El primer día de trabajo Alonso fue enviado al puerto a recibir un barco cargado de esclavos. Cuando los sacaron de la bodega, Alonso advirtió con pesar que eran más jóvenes que él. Los muchachos, de no más de catorce años; y ellas, de doce o trece. Estaban exhaustos, desnutridos y muy asustados. Les costaba acostumbrarse a la luz después de la negrura en la que habían vivido durante más de un mes. Según descendían por la pasarela, un par de hombres los baldeaban con agua de mar para mitigar el hedor que despedían.

—¡Ya los lavaréis luego, que ahora tenemos prisa! ¡Y la roña no se les nota! —gritó el capataz. Y sus hombres rieron la broma.

Los esclavos llevaban los pies encadenados y se caían cada dos por tres al bajar la pasarela, lo que provocaba nuevas risas de los guardianes.

—¡Diogo, diles que los lleven a la atarazana lo más aprisa posible, que hay que registrarlos antes del mediodía! —ordenó el capitán al que parecía su hombre de confianza.

—¿Les quitamos las cadenas de los pies para que vayan más rápido?

—¡No! ¡Emplead el látigo! ¡Ya veréis si apuran!

Los guardias empezaron a repartir latigazos. A Alonso se le hizo un nudo en el estómago al oír los gemidos de los jóvenes y ver sus esfuerzos por correr.
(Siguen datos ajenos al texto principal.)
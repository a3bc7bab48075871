//! # Unification
//!
//! [`meet`] computes the greatest lower bound of two values. Conflicts
//! never abort: they are recorded as [`Value::Bottom`] at the node where
//! they arise, so a single pass over a document can surface every
//! independent violation.

use crate::error::Violation;
use crate::pos::merge_positions;
use crate::value::{
    Alternative, Disjunction, Element, Field, Instance, Kinds, ListValue, PatternConstraint,
    Presence, StructValue, UnifiedValue, Value,
};

static TOP: Value = Value::Top;

/// Unify a schema definition with a document value.
pub(crate) fn unify_instance(definition: &Instance<'_>, document: &Value) -> UnifiedValue {
    UnifiedValue {
        path: definition.path().to_vec(),
        value: meet(definition.value(), document),
        positions: definition.positions().to_vec(),
    }
}

/// Whether `constraint` admits the concrete value `v`.
pub(crate) fn admits(constraint: &Value, v: &Value) -> bool {
    !meet(constraint, v).is_bottom()
}

/// The meet of `a` and `b`.
pub(crate) fn meet(a: &Value, b: &Value) -> Value {
    match (a, b) {
        (Value::Bottom(_), _) => return a.clone(),
        (_, Value::Bottom(_)) => return b.clone(),
        (Value::Top, _) => return b.clone(),
        (_, Value::Top) => return a.clone(),
        (Value::Disjunction(d), other) | (other, Value::Disjunction(d)) => {
            return meet_disjunction(d, other);
        }
        _ => {}
    }

    let (ka, kb) = (a.kinds(), b.kinds());
    if ka.intersect(kb).is_empty() {
        return Value::bottom(format!(
            "conflicting values {a} and {b} (mismatched types {ka} and {kb})"
        ));
    }

    match (a, b) {
        (Value::Struct(x), Value::Struct(y)) => Value::Struct(meet_structs(x, y)),
        (Value::List(x), Value::List(y)) => meet_lists(x, y),
        // Only `!=` constraints share a kind with structs and lists, and a
        // scalar operand never equals a composite.
        (Value::Struct(_) | Value::List(_), _) => a.clone(),
        (_, Value::Struct(_) | Value::List(_)) => b.clone(),
        _ if a.is_atom() && b.is_atom() => meet_atoms(a, b),
        _ if a.is_atom() => constrain(b, a),
        _ if b.is_atom() => constrain(a, b),
        _ => meet_constraints(a, b),
    }
}

fn meet_atoms(a: &Value, b: &Value) -> Value {
    if a == b {
        a.clone()
    } else {
        Value::bottom(format!("conflicting values {a} and {b}"))
    }
}

/// Apply a non-concrete scalar constraint to a concrete atom.
fn constrain(constraint: &Value, atom: &Value) -> Value {
    match constraint {
        Value::Kind(_) => atom.clone(),
        Value::Bound(bound) => {
            if bound.admits(atom) {
                atom.clone()
            } else {
                Value::bottom(format!("invalid value {atom} (out of bound {bound})"))
            }
        }
        Value::Conjunction(parts) => {
            for part in parts {
                let checked = constrain(part, atom);
                if checked.is_bottom() {
                    return checked;
                }
            }
            atom.clone()
        }
        other => meet(other, atom),
    }
}

/// Combine kinds and bounds into one conjunction, kind first.
fn meet_constraints(a: &Value, b: &Value) -> Value {
    let mut kind = None;
    let mut bounds: Vec<Value> = Vec::new();
    for side in [a, b] {
        let parts = match side {
            Value::Conjunction(parts) => parts.as_slice(),
            other => std::slice::from_ref(other),
        };
        for part in parts {
            match part {
                Value::Kind(k) => {
                    kind = Some(kind.map_or(*k, |acc: Kinds| acc.intersect(*k)));
                }
                other if !bounds.contains(other) => bounds.push(other.clone()),
                _ => {}
            }
        }
    }

    let mut parts = Vec::with_capacity(bounds.len() + 1);
    if let Some(k) = kind {
        parts.push(Value::Kind(k));
    }
    parts.extend(bounds);
    if parts.len() == 1 {
        parts.remove(0)
    } else {
        Value::Conjunction(parts)
    }
}

/// Distribute `other` over every alternative of `d`.
fn meet_disjunction(d: &Disjunction, other: &Value) -> Value {
    let mut alternatives = Vec::new();
    let mut errors = Vec::new();
    let mut has_defaults = d.has_defaults;

    for alt in &d.alternatives {
        let outer_default = alt.default || !d.has_defaults;
        let value = meet(&alt.value, other);
        if let Some(message) = first_conflict(&value) {
            errors.push(message);
            continue;
        }
        match value {
            Value::Disjunction(inner) => {
                has_defaults |= inner.has_defaults;
                for inner_alt in inner.alternatives {
                    let inner_default = inner_alt.default || !inner.has_defaults;
                    push_alternative(
                        &mut alternatives,
                        inner_alt.value,
                        outer_default && inner_default,
                    );
                }
            }
            value => push_alternative(&mut alternatives, value, outer_default),
        }
    }

    finish_disjunction(alternatives, has_defaults, errors)
}

/// Build a disjunction from evaluated alternatives (flag = marked `*`).
pub(crate) fn disjunction(alternatives: Vec<(Value, bool)>) -> Value {
    let has_defaults = alternatives.iter().any(|(_, marked)| *marked);
    let mut out = Vec::new();
    let mut errors = Vec::new();
    let mut nested_defaults = false;

    for (value, marked) in alternatives {
        let outer_default = marked || !has_defaults;
        if let Some(message) = first_conflict(&value) {
            errors.push(message);
            continue;
        }
        match value {
            Value::Disjunction(inner) => {
                nested_defaults |= inner.has_defaults;
                for inner_alt in inner.alternatives {
                    let inner_default = inner_alt.default || !inner.has_defaults;
                    push_alternative(&mut out, inner_alt.value, outer_default && inner_default);
                }
            }
            value => push_alternative(&mut out, value, outer_default),
        }
    }

    finish_disjunction(out, has_defaults || nested_defaults, errors)
}

/// The first conflict that eliminates `value` as a disjunct: the value
/// itself, or any data field or list element below it. Rendered with the
/// path to the conflicting node.
fn first_conflict(value: &Value) -> Option<String> {
    let mut path = Vec::new();
    let message = find_conflict(value, &mut path)?;
    Some(Violation::new(path, Vec::new(), message).to_string())
}

fn find_conflict<'v>(value: &'v Value, path: &mut Vec<String>) -> Option<&'v str> {
    match value {
        Value::Bottom(message) => Some(message.as_str()),
        Value::Struct(s) => {
            let data = s
                .fields
                .iter()
                .filter(|f| f.label.is_regular() && f.presence == Presence::Regular);
            for field in data {
                path.push(field.label.segment());
                if let Some(message) = find_conflict(&field.value, path) {
                    return Some(message);
                }
                path.pop();
            }
            None
        }
        Value::List(list) => {
            for (i, element) in list.elements.iter().enumerate() {
                path.push(format!("[{i}]"));
                if let Some(message) = find_conflict(&element.value, path) {
                    return Some(message);
                }
                path.pop();
            }
            None
        }
        _ => None,
    }
}

fn push_alternative(alternatives: &mut Vec<Alternative>, value: Value, default: bool) {
    if let Some(existing) = alternatives.iter_mut().find(|a| a.value == value) {
        existing.default |= default;
    } else {
        alternatives.push(Alternative { value, default });
    }
}

fn finish_disjunction(
    mut alternatives: Vec<Alternative>,
    has_defaults: bool,
    errors: Vec<String>,
) -> Value {
    match alternatives.len() {
        0 => Value::bottom(match errors.len() {
            0 => "empty disjunction".to_string(),
            1 => errors.into_iter().next().unwrap_or_default(),
            n => format!("{n} errors in empty disjunction: {}", errors.join("; ")),
        }),
        1 => alternatives.remove(0).value,
        _ => {
            let has_defaults = has_defaults && alternatives.iter().any(|a| a.default);
            Value::Disjunction(Disjunction {
                alternatives,
                has_defaults,
            })
        }
    }
}

fn meet_structs(x: &StructValue, y: &StructValue) -> StructValue {
    let mut fields = Vec::with_capacity(x.fields.len() + y.fields.len());

    for fx in &x.fields {
        let field = match y.field(fx.label.name()) {
            Some(fy) => Field {
                label: fx.label.clone(),
                value: meet(&fx.value, &fy.value),
                presence: fx.presence.meet(fy.presence),
                positions: merge_positions(&fx.positions, &fy.positions),
            },
            None => admit_field(fx, y),
        };
        fields.push(field);
    }
    for fy in &y.fields {
        if x.field(fy.label.name()).is_none() {
            fields.push(admit_field(fy, x));
        }
    }

    let mut patterns = x.patterns.clone();
    for p in &y.patterns {
        if !patterns.contains(p) {
            patterns.push(p.clone());
        }
    }

    StructValue {
        fields,
        patterns,
        closed: x.closed || y.closed,
    }
}

/// A field present on one side only: rejected if the other side is closed
/// to it, otherwise constrained by the other side's patterns.
fn admit_field(field: &Field, other: &StructValue) -> Field {
    let mut field = field.clone();
    if !other.allows(&field.label) {
        field.value = Value::bottom("field not allowed");
        return field;
    }
    apply_patterns(&mut field, &other.patterns);
    field
}

/// Unify `field` with every pattern whose label constraint admits its name.
pub(crate) fn apply_patterns(field: &mut Field, patterns: &[PatternConstraint]) {
    if !field.label.is_regular() {
        return;
    }
    let label = Value::String(field.label.name().to_string());
    for pattern in patterns {
        if admits(&pattern.label, &label) {
            field.value = meet(&field.value, &pattern.value);
            field.positions = merge_positions(&field.positions, &pattern.positions);
        }
    }
}

fn meet_lists(x: &ListValue, y: &ListValue) -> Value {
    let (lx, ly) = (x.elements.len(), y.elements.len());
    if (lx < ly && x.tail.is_none()) || (ly < lx && y.tail.is_none()) {
        return Value::bottom(format!("incompatible list lengths ({lx} and {ly})"));
    }

    let elements = (0..lx.max(ly))
        .map(|i| {
            let (vx, px) = element_at(x, i);
            let (vy, py) = element_at(y, i);
            Element {
                value: meet(vx, vy),
                positions: merge_positions(px, py),
            }
        })
        .collect();

    let tail = match (&x.tail, &y.tail) {
        (Some(tx), Some(ty)) => Some(Box::new(meet(tx, ty))),
        _ => None,
    };

    Value::List(ListValue { elements, tail })
}

fn element_at(list: &ListValue, i: usize) -> (&Value, &[crate::pos::Pos]) {
    match list.elements.get(i) {
        Some(e) => (&e.value, &e.positions),
        None => (list.tail.as_deref().unwrap_or(&TOP), &[]),
    }
}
—Tienen los miembros entumecidos, no pueden apurar más —murmuró, espantado.

El capataz se volvió.

—¿Eres el nuevo? —le preguntó.

—Sí.

—¿Cómo te llamas?

—Alonso, para serviros.

—Yo soy Lope, el que te recomendó.

—Gracias…, señor.

—Dáselas a maese Bernal. ¡Y no seas blando! Tenemos que
carimbar
a todos estos esclavos antes de que se ponga el sol, y son muchos.

Alonso no se atrevió a preguntar qué era
carimbar
, pero tuvo ocasión de averiguarlo minutos después, cuando entraron en la enorme atarazana de caña.

Cerca de la mesa de registro había una estufa de metal en cuyas brasas se calentaban varias marquillas, como las que Alonso había visto que se usaban en España para marcar a las bestias.

—¿Vais a herrarlos? —preguntó espantado.

—Sí. Y tú estate atento a la letra que le pongamos a cada uno para escribirla correctamente en el libro de registro.